[Dataset excerpts]

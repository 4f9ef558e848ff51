// crates.io
use httpmock::prelude::*;
use serde_json::json;
// self
use grocery_admin::{
	_preludet::*,
	api::{Product, Unit},
	auth::SessionEvent,
	store::MemoryStore,
};

// Keeps the refresh in flight until every concurrent 401 has been received.
const REFRESH_DELAY: std::time::Duration = std::time::Duration::from_millis(300);
const UNITS: &str = r#"[{"id":1,"name":"Litre"},{"id":2,"name":"Piece"}]"#;

fn stored_tokens(store: &MemoryStore) -> Option<(String, Option<String>)> {
	store.snapshot().map(|session| {
		(
			session.tokens.access_token.expose().to_owned(),
			session.tokens.refresh_token.as_ref().map(|token| token.expose().to_owned()),
		)
	})
}

#[tokio::test]
async fn concurrent_unauthorized_requests_share_one_refresh() {
	let server = MockServer::start_async().await;
	let (client, store) = build_reqwest_test_client(&server.url("/api/"));

	seed_session(&client, "access-stale", "refresh-1").await;

	let rejected = server
		.mock_async(|when, then| {
			when.method(GET).path("/api/units").header("authorization", "Bearer access-stale");
			then.status(401)
				.header("content-type", "application/json")
				.body(r#"{"detail":"Token is expired"}"#);
		})
		.await;
	let accepted = server
		.mock_async(|when, then| {
			when.method(GET).path("/api/units").header("authorization", "Bearer access-fresh");
			then.status(200).header("content-type", "application/json").body(UNITS);
		})
		.await;
	let refresh = server
		.mock_async(|when, then| {
			when.method(POST)
				.path("/api/auth/refresh")
				.json_body(json!({ "refresh_token": "refresh-1" }));
			then.status(200)
				.header("content-type", "application/json")
				.body(r#"{"access":"access-fresh","refresh":"refresh-2"}"#)
				.delay(REFRESH_DELAY);
		})
		.await;
	let (a, b, c, d) = tokio::join!(
		client.list_all::<Unit>(),
		client.list_all::<Unit>(),
		client.list_all::<Unit>(),
		client.list_all::<Unit>(),
	);

	for result in [a, b, c, d] {
		let units = result.expect("Every concurrent request should succeed after the refresh.");

		assert_eq!(units.len(), 2);
	}

	refresh.assert_calls_async(1).await;
	accepted.assert_calls_async(4).await;
	rejected.assert_calls_async(4).await;

	assert_eq!(client.refresh_metrics().attempts(), 1);
	assert_eq!(client.refresh_metrics().replays(), 4);
	assert_eq!(
		stored_tokens(&store),
		Some(("access-fresh".into(), Some("refresh-2".into()))),
		"Rotated tokens must be persisted."
	);
}

#[tokio::test]
async fn failed_refresh_logs_out_and_broadcasts_the_loss() {
	let server = MockServer::start_async().await;
	let (client, store) = build_reqwest_test_client(&server.url("/api/"));

	seed_session(&client, "access-stale", "refresh-revoked").await;

	let mut events = client.session().subscribe();

	server
		.mock_async(|when, then| {
			when.method(GET).path("/api/units");
			then.status(401);
		})
		.await;

	let refresh = server
		.mock_async(|when, then| {
			when.method(POST).path("/api/auth/refresh");
			then.status(401)
				.header("content-type", "application/json")
				.body(r#"{"detail":"Token is blacklisted"}"#)
				.delay(REFRESH_DELAY);
		})
		.await;
	let (first, second) = tokio::join!(client.list_all::<Unit>(), client.list_all::<Unit>());

	for result in [first, second] {
		match result {
			Err(Error::AuthenticationLost { reason }) =>
				assert!(reason.contains("Token is blacklisted"), "Unexpected reason: {reason}"),
			other => panic!("Expected the session to be lost, got {other:?}."),
		}
	}

	refresh.assert_calls_async(1).await;

	assert!(!client.session().is_authenticated());
	assert!(store.snapshot().is_none(), "The persisted session must be cleared.");

	let lost = loop {
		match events.recv().await.expect("Session events should be delivered.") {
			SessionEvent::AuthenticationLost { reason } => break reason,
			_ => continue,
		}
	};

	assert!(lost.contains("Token is blacklisted"));
	assert!(matches!(client.list_all::<Unit>().await, Err(Error::Unauthorized)));
}

#[tokio::test]
async fn replayed_request_rejected_again_is_unauthorized() {
	let server = MockServer::start_async().await;
	let (client, _) = build_reqwest_test_client(&server.url("/api/"));

	seed_session(&client, "access-stale", "refresh-1").await;

	let units = server
		.mock_async(|when, then| {
			when.method(GET).path("/api/units");
			then.status(401);
		})
		.await;
	let refresh = server
		.mock_async(|when, then| {
			when.method(POST).path("/api/auth/refresh");
			then.status(200)
				.header("content-type", "application/json")
				.body(r#"{"access_token":"access-fresh"}"#);
		})
		.await;
	let err = client.list_all::<Unit>().await.expect_err("A second 401 must not be retried.");

	assert!(matches!(err, Error::Unauthorized));

	units.assert_calls_async(2).await;
	refresh.assert_calls_async(1).await;

	let tokens = client.session().tokens().expect("The refreshed session should remain.");

	assert_eq!(tokens.access_token.expose(), "access-fresh");
	assert_eq!(
		tokens.refresh_token.as_ref().map(|token| token.expose()),
		Some("refresh-1"),
		"A grant without a refresh token keeps the previous one."
	);
}

#[tokio::test]
async fn expired_jwt_is_refreshed_before_sending() {
	let server = MockServer::start_async().await;
	let (client, _) = build_reqwest_test_client(&server.url("/api/"));
	let expired = fake_jwt("admin", OffsetDateTime::now_utc() - Duration::minutes(1));
	let fresh = fake_jwt("admin", OffsetDateTime::now_utc() + Duration::hours(1));

	seed_session(&client, &expired, "refresh-1").await;

	let refresh = server
		.mock_async(|when, then| {
			when.method(POST).path("/api/auth/refresh");
			then.status(200)
				.header("content-type", "application/json")
				.body(format!(r#"{{"access_token":"{fresh}","refresh_token":"refresh-2"}}"#));
		})
		.await;
	let units = server
		.mock_async(|when, then| {
			when.method(GET).path("/api/units").header("authorization", format!("Bearer {fresh}"));
			then.status(200).header("content-type", "application/json").body(UNITS);
		})
		.await;

	client.list_all::<Unit>().await.expect("The request should use the refreshed token.");

	refresh.assert_calls_async(1).await;
	units.assert_calls_async(1).await;

	assert_eq!(client.refresh_metrics().replays(), 0, "No request should have been rejected.");
}

#[tokio::test]
async fn requests_without_a_session_are_not_sent() {
	let server = MockServer::start_async().await;
	let (client, _) = build_reqwest_test_client(&server.url("/api/"));
	let units = server
		.mock_async(|when, then| {
			when.method(GET).path("/api/units");
			then.status(200).header("content-type", "application/json").body(UNITS);
		})
		.await;

	assert!(matches!(client.list_all::<Unit>().await, Err(Error::Unauthorized)));

	units.assert_calls_async(0).await;
}

#[tokio::test]
async fn preemptively_refreshed_request_is_not_refreshed_again() {
	let server = MockServer::start_async().await;
	let (client, _) = build_reqwest_test_client(&server.url("/api/"));
	let expired = fake_jwt("admin", OffsetDateTime::now_utc() - Duration::minutes(1));

	seed_session(&client, &expired, "refresh-1").await;

	let refresh = server
		.mock_async(|when, then| {
			when.method(POST).path("/api/auth/refresh");
			then.status(200)
				.header("content-type", "application/json")
				.body(r#"{"access_token":"access-fresh","refresh_token":"refresh-2"}"#);
		})
		.await;
	let units = server
		.mock_async(|when, then| {
			when.method(GET).path("/api/units");
			then.status(401);
		})
		.await;
	let err = client.list_all::<Unit>().await.expect_err("A rejected fresh token must fail.");

	assert!(matches!(err, Error::Unauthorized));

	refresh.assert_calls_async(1).await;
	units.assert_calls_async(1).await;

	assert_eq!(client.refresh_metrics().attempts(), 1);
}

#[tokio::test]
async fn late_unauthorized_response_reuses_the_refreshed_token() {
	let server = MockServer::start_async().await;
	let (client, _) = build_reqwest_test_client(&server.url("/api/"));

	seed_session(&client, "access-stale", "refresh-1").await;
	server
		.mock_async(|when, then| {
			when.method(GET).path("/api/units").header("authorization", "Bearer access-stale");
			then.status(401);
		})
		.await;
	server
		.mock_async(|when, then| {
			when.method(GET).path("/api/units").header("authorization", "Bearer access-fresh");
			then.status(200).header("content-type", "application/json").body(UNITS);
		})
		.await;

	// Answered only after the units request has finished refreshing.
	let late = server
		.mock_async(|when, then| {
			when.method(GET).path("/api/products").header("authorization", "Bearer access-stale");
			then.status(401).delay(REFRESH_DELAY * 2);
		})
		.await;
	let replayed = server
		.mock_async(|when, then| {
			when.method(GET).path("/api/products").header("authorization", "Bearer access-fresh");
			then.status(200).header("content-type", "application/json").body("[]");
		})
		.await;
	let refresh = server
		.mock_async(|when, then| {
			when.method(POST).path("/api/auth/refresh");
			then.status(200)
				.header("content-type", "application/json")
				.body(r#"{"access":"access-fresh","refresh":"refresh-2"}"#);
		})
		.await;
	let (units, products) = tokio::join!(client.list_all::<Unit>(), client.list_all::<Product>());

	assert_eq!(units.expect("Units should load after the refresh.").len(), 2);
	assert!(products.expect("Products should load with the current token.").is_empty());

	refresh.assert_calls_async(1).await;
	late.assert_calls_async(1).await;
	replayed.assert_calls_async(1).await;

	assert_eq!(client.refresh_metrics().attempts(), 1);
	assert_eq!(client.refresh_metrics().queued(), 0, "The late request must not wait on a refresh.");
	assert_eq!(client.refresh_metrics().replays(), 2);
}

● WHAT TO PRODUCE
Repeat exactly, please, each line from the beginning of the data through the line with "has been received." in it, and only those lines.

● TASK ANSWER
repository 4f9ef558e848ff51
// crates.io
use httpmock::prelude::*;
use serde_json::json;
// self
use grocery_admin::{
	_preludet::*,
	api::{Product, Unit},
	auth::SessionEvent,
	store::MemoryStore,
};

// Keeps the refresh in flight until every concurrent 401 has been received.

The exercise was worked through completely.